__WHAT THE TASK REQUIRES__. If a line in the entries below contains "submitted", copy it.

__SOURCE INFORMATION__.

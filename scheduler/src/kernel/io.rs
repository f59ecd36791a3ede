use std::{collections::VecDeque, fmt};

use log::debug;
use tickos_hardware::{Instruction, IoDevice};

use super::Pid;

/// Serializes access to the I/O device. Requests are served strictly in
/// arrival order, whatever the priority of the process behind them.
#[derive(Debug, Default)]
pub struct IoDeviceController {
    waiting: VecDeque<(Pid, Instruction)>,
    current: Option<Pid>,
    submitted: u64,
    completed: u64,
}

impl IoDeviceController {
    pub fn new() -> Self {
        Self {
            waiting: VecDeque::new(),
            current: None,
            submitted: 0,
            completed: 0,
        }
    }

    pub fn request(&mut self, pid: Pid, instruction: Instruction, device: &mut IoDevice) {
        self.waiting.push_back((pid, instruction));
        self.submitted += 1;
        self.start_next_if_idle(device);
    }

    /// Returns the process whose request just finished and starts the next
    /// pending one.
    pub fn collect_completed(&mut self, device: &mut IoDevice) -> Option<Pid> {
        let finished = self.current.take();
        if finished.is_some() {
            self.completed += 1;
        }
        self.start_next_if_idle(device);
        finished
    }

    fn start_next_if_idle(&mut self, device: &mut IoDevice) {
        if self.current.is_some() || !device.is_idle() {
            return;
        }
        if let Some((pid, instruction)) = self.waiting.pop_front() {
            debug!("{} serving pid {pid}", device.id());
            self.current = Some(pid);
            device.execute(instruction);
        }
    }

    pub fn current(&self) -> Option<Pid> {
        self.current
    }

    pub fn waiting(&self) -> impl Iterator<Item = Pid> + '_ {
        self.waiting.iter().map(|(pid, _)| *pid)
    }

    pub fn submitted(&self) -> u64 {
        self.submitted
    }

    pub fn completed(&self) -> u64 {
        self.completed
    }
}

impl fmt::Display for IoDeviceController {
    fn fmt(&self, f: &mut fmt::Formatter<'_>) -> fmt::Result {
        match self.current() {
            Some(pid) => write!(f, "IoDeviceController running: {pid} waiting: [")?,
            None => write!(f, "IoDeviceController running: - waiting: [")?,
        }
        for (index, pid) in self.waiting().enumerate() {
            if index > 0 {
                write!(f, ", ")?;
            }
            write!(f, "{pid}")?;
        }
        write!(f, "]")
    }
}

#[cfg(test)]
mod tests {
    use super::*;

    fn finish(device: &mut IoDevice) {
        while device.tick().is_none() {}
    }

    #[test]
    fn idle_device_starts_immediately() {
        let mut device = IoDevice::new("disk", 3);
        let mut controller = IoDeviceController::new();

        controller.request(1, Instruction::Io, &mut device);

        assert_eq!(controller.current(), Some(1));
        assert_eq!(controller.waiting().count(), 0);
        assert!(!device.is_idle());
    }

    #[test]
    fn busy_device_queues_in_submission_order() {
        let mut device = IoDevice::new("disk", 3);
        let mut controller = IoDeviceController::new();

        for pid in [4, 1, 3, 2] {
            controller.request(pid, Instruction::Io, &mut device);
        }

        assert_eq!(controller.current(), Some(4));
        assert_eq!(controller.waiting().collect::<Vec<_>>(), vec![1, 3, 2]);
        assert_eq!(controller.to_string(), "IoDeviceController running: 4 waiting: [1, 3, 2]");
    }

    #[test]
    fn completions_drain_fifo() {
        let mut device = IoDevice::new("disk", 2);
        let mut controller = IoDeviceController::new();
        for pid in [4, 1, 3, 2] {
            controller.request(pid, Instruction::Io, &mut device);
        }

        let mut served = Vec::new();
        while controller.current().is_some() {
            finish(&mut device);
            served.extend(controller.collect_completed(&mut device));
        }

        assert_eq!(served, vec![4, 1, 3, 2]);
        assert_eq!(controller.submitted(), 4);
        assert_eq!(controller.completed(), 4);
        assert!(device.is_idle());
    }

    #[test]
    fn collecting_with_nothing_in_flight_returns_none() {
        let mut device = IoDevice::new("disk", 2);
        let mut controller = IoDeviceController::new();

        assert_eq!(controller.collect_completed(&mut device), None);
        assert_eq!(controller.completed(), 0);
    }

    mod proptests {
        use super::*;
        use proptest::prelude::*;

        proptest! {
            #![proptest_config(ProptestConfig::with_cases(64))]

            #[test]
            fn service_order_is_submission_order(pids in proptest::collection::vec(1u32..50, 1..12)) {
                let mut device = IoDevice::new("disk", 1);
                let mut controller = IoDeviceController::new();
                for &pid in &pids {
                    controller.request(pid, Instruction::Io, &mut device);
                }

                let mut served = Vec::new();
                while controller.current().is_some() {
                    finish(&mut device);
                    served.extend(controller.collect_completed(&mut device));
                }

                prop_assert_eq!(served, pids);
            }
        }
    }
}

__ANSWER TO THIS PROBLEM__.
    submitted: u64,
            submitted: 0,
        self.submitted += 1;
    pub fn submitted(&self) -> u64 {
        self.submitted
        assert_eq!(controller.submitted(), 4);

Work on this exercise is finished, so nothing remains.